• _SUPPLIED ENTRIES_
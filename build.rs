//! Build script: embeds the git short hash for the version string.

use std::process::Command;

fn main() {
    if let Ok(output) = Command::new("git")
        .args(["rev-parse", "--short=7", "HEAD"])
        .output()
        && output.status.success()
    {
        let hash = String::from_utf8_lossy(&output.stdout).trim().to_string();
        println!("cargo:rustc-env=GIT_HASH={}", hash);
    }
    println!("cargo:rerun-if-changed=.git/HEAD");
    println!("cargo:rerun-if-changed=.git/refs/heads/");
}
--
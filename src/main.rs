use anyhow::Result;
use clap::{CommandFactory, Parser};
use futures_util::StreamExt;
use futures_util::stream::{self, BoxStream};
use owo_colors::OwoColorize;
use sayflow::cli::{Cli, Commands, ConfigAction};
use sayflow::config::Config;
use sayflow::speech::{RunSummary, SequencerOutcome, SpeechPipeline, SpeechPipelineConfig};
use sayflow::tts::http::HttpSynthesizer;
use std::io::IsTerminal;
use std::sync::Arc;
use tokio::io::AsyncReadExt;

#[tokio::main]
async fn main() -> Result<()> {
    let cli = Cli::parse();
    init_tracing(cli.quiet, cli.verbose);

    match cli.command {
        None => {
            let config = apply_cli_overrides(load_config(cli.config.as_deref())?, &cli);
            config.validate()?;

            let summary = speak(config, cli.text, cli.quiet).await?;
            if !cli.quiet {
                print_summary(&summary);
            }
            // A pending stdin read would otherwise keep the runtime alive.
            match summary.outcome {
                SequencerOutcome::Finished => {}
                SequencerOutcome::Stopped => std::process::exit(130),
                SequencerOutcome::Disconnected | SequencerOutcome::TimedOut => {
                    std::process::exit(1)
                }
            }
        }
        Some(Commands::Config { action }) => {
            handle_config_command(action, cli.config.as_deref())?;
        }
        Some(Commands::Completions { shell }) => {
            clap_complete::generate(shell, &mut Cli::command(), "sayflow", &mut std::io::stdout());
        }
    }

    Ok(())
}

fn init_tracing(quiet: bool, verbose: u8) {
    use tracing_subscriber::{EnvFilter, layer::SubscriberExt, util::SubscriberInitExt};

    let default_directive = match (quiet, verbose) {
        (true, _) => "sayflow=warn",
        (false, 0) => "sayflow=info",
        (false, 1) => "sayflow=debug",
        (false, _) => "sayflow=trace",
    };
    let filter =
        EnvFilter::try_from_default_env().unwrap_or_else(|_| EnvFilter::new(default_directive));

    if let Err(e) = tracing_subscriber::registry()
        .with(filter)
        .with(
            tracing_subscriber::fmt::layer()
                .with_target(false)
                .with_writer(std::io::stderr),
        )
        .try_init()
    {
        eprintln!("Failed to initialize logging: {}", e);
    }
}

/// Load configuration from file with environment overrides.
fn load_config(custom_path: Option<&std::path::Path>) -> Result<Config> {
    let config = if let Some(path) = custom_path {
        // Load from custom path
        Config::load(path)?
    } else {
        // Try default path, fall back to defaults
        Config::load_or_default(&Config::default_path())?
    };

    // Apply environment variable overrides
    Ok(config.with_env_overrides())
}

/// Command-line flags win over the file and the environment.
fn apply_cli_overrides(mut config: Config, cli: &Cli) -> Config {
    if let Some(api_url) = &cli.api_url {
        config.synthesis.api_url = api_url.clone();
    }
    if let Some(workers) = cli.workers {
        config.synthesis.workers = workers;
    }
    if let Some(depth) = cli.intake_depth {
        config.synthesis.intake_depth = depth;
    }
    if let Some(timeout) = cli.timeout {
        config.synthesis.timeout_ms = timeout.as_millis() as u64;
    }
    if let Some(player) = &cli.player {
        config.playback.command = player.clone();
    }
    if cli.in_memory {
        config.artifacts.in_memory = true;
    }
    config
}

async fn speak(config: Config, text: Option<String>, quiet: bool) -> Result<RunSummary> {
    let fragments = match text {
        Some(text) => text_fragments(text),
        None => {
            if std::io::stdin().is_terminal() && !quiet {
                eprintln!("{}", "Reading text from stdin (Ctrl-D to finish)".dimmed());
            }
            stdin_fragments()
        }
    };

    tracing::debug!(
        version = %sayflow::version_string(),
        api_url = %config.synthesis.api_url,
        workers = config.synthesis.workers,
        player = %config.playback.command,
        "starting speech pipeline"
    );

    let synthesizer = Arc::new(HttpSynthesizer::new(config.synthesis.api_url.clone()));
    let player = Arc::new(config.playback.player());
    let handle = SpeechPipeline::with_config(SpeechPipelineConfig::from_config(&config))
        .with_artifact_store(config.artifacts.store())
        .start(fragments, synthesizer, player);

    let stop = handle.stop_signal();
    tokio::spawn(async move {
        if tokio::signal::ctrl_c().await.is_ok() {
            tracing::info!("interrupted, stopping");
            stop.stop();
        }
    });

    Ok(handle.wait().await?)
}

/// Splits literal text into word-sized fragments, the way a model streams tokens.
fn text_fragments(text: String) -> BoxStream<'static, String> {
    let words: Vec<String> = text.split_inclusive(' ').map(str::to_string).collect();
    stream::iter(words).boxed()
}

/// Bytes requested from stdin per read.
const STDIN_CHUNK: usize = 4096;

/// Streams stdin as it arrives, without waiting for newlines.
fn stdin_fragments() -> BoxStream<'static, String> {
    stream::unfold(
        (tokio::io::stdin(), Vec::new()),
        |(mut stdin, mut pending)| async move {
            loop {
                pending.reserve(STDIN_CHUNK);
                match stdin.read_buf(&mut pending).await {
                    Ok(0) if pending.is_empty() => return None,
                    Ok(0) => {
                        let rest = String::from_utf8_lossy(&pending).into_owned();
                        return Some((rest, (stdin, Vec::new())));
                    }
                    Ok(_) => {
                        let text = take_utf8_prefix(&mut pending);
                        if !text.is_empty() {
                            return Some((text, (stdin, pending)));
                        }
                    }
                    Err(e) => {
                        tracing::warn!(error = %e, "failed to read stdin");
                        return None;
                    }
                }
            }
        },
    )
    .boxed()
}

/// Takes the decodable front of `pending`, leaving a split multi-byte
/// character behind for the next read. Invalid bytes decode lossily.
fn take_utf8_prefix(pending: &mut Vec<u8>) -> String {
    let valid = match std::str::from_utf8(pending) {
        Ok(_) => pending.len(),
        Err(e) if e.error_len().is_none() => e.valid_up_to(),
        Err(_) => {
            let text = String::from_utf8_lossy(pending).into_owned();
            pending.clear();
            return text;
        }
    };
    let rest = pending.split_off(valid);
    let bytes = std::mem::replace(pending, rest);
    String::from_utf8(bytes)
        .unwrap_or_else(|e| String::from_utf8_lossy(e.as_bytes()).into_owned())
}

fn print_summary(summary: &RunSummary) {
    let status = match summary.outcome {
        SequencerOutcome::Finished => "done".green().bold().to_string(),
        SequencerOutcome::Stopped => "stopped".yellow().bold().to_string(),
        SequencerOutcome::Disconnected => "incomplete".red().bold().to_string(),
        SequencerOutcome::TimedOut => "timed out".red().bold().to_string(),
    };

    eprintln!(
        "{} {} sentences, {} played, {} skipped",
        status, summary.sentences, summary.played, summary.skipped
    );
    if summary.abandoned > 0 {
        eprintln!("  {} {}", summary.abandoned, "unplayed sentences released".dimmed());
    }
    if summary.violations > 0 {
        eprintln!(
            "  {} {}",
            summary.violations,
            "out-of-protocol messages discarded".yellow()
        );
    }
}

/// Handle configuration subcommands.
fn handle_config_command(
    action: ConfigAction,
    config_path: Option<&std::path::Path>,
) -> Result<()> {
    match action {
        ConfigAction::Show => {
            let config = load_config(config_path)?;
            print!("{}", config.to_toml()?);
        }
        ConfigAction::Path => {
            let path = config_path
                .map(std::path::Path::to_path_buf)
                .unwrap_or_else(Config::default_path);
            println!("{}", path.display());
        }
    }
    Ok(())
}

• _TASK GOAL_
What lines of the data include the word "Disconnected"? Copy each of them.

• _TASK OUTPUT_
                SequencerOutcome::Disconnected | SequencerOutcome::TimedOut => {
        SequencerOutcome::Disconnected => "incomplete".red().bold().to_string(),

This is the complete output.